GOAL OF THE EXERCISE: Show all the lines in the data below that include the word "Serialize".

INPUT:
☆ ☆ ☆

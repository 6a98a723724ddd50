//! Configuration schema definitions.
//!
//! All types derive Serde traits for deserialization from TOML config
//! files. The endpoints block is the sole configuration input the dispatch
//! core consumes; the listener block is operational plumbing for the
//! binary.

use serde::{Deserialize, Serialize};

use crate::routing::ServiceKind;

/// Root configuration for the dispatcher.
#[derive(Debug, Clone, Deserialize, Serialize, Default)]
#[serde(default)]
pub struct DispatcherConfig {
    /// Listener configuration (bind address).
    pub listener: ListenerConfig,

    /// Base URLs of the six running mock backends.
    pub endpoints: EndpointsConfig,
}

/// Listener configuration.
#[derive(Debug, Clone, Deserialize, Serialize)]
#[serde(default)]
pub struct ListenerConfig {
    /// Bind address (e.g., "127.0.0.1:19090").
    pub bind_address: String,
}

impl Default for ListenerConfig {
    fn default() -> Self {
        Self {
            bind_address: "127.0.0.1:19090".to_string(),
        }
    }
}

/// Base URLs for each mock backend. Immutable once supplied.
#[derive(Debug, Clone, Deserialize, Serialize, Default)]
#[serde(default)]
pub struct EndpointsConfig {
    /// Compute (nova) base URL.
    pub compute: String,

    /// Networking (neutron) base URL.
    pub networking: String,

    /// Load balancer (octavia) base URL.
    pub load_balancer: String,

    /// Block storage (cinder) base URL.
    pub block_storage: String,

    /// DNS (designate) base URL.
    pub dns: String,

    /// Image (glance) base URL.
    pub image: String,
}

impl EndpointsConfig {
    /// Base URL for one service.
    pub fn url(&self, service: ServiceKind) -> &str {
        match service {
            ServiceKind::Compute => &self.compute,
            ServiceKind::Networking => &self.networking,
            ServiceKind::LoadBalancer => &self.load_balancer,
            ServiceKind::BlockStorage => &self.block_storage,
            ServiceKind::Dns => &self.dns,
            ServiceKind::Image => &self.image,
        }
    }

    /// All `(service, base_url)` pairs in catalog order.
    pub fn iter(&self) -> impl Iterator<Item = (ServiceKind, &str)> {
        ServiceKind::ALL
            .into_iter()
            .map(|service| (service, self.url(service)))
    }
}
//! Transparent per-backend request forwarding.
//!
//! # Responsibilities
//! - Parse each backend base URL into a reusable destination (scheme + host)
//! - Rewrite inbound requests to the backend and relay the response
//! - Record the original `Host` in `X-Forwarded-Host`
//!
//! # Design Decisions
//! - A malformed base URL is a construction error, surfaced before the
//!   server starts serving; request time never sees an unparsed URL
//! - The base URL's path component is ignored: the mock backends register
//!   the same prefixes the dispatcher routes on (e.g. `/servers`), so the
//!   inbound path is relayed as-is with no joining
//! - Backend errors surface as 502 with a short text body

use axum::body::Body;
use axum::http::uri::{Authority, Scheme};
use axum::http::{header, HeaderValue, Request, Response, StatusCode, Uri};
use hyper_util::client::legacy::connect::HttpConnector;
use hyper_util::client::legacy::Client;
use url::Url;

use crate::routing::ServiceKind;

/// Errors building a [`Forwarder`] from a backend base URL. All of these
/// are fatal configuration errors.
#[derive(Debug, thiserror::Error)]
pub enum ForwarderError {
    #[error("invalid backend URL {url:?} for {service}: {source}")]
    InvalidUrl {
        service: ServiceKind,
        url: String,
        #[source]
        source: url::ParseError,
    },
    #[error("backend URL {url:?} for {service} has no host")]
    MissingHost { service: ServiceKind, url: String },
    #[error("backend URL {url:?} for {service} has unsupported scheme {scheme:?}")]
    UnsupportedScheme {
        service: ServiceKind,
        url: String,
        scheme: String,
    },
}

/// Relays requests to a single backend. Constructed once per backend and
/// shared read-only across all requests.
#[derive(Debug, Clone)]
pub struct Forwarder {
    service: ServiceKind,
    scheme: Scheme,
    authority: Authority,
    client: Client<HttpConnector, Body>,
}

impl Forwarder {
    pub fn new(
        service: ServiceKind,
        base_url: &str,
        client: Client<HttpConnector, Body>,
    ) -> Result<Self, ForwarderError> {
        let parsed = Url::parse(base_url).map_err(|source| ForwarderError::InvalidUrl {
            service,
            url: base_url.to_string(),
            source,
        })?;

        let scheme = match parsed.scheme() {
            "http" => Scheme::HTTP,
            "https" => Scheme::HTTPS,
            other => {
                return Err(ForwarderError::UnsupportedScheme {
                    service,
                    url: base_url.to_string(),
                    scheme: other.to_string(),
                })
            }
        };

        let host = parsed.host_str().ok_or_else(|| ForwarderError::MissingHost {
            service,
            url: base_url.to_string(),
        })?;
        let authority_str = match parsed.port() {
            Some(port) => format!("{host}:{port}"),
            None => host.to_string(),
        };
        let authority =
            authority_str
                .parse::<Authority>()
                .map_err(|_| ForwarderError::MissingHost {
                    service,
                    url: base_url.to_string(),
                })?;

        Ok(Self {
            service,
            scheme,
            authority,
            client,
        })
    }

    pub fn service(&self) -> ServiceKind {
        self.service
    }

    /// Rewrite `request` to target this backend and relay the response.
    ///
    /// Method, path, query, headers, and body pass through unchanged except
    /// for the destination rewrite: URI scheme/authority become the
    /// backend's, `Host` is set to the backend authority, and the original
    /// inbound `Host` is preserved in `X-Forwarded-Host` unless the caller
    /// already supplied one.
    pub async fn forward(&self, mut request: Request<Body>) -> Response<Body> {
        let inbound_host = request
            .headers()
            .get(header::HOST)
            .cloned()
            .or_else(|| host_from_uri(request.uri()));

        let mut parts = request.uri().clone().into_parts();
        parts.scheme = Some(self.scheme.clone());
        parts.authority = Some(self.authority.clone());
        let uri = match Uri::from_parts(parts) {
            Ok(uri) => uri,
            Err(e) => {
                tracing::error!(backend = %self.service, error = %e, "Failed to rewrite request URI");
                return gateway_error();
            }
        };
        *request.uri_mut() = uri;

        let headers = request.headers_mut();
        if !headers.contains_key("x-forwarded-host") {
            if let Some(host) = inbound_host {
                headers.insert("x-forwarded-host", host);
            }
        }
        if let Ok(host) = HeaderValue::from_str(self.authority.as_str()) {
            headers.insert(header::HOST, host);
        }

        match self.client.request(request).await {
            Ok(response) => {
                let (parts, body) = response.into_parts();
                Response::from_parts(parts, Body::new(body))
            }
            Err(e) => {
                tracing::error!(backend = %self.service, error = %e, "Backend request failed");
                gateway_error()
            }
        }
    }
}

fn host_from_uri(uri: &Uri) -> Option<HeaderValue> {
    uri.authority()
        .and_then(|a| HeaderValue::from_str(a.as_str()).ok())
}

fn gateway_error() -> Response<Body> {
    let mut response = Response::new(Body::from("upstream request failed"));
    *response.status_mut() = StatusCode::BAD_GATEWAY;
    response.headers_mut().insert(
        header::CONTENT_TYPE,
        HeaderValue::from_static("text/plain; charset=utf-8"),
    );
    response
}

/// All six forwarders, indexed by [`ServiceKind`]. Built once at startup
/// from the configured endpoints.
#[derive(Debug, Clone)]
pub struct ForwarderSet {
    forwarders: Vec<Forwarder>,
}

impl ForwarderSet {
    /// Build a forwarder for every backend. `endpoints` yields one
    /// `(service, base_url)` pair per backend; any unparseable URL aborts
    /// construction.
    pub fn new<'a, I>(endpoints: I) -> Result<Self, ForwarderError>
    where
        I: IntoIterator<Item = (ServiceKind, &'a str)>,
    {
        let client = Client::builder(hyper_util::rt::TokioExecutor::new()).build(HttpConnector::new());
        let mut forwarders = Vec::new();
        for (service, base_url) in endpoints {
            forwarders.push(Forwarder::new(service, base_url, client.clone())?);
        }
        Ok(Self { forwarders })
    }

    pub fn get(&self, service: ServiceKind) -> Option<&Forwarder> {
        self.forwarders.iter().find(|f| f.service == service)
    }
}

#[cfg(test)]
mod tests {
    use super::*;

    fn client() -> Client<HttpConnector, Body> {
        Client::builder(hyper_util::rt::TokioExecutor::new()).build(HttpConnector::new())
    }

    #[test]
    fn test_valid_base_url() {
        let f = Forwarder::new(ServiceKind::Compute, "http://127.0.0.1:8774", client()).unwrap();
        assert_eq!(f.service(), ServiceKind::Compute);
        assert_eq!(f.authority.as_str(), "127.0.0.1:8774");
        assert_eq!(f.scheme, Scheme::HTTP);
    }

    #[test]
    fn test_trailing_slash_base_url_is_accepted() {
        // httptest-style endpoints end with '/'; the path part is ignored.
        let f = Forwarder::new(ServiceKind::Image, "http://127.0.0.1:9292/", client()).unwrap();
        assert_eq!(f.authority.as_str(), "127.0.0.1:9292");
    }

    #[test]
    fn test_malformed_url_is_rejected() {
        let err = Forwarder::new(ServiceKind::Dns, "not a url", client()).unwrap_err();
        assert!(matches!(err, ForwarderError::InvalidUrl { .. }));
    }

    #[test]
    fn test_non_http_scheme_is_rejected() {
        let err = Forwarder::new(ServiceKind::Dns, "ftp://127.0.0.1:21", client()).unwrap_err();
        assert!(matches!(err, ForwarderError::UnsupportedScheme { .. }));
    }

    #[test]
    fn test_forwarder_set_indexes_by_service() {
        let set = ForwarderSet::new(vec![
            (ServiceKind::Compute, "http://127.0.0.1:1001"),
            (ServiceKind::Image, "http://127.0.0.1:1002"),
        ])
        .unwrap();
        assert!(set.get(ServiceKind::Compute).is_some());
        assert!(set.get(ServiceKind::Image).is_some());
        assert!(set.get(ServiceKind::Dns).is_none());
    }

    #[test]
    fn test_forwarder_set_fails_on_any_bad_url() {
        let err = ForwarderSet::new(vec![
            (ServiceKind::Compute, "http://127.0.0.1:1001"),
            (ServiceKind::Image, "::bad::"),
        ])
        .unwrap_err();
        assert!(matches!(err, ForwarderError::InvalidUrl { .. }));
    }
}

☆ ☆ ☆

WRITTEN ANSWER:
use serde::{Deserialize, Serialize};
#[derive(Debug, Clone, Deserialize, Serialize, Default)]
#[derive(Debug, Clone, Deserialize, Serialize)]
#[derive(Debug, Clone, Deserialize, Serialize, Default)]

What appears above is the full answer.